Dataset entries

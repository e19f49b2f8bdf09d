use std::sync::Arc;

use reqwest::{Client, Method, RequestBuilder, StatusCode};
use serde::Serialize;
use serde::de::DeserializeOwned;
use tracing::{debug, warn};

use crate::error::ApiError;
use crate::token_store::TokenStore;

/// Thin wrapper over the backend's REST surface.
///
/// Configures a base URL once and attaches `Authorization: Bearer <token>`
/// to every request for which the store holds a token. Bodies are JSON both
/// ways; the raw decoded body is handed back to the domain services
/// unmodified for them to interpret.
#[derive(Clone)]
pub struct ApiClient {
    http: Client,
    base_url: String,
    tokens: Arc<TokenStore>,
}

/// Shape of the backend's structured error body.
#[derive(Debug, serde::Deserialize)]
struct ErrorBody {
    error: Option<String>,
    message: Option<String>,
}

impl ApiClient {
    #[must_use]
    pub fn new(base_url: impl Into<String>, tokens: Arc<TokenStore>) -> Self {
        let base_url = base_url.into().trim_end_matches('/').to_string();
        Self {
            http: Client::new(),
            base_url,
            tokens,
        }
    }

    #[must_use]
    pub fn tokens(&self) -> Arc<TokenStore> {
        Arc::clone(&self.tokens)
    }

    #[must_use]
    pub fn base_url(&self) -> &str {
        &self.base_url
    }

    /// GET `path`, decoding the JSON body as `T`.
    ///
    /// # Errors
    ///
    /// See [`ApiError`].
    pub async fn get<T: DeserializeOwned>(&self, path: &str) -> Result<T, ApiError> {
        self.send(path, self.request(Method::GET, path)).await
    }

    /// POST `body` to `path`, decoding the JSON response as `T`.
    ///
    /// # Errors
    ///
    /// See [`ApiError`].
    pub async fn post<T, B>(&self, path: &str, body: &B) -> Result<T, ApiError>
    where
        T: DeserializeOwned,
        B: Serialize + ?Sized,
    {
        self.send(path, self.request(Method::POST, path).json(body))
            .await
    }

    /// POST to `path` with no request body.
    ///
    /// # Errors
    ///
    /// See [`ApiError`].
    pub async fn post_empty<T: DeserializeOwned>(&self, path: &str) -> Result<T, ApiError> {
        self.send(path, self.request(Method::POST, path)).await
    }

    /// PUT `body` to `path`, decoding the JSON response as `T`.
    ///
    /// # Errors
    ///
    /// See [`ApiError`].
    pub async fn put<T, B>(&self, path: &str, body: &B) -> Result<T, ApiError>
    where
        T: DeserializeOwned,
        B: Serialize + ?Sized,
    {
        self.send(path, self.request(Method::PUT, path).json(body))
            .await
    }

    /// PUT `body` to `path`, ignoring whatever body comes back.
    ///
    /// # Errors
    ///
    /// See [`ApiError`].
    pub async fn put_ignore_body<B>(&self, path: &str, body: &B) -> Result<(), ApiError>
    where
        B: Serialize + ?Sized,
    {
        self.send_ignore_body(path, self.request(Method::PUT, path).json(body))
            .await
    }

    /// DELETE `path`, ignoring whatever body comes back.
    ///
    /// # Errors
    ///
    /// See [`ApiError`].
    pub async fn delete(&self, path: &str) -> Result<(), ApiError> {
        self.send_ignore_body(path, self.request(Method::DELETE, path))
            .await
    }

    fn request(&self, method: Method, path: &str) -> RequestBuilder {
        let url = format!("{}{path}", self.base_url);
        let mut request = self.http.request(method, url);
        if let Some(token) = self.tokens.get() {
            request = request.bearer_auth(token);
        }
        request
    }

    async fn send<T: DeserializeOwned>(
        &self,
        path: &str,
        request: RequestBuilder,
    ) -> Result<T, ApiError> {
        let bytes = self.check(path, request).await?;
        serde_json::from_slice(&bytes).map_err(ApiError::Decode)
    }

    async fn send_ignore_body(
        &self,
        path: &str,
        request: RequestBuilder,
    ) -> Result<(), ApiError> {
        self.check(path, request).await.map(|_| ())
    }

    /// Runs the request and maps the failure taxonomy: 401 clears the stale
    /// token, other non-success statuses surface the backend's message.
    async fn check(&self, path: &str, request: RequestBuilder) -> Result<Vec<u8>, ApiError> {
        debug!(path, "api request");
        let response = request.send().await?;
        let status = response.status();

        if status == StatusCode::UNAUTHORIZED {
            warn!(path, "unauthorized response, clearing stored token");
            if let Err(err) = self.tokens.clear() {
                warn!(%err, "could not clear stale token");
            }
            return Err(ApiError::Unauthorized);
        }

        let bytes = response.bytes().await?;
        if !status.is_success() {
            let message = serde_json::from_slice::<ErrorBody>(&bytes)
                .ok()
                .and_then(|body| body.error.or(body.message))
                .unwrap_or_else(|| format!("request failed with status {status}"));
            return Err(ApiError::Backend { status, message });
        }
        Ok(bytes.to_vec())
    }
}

• [PROBLEM DESCRIPTION] Search the records for the word "StatusCode" and copy out every line that holds it.

• [YOUR SOLUTION]
use reqwest::{Client, Method, RequestBuilder, StatusCode};
        if status == StatusCode::UNAUTHORIZED {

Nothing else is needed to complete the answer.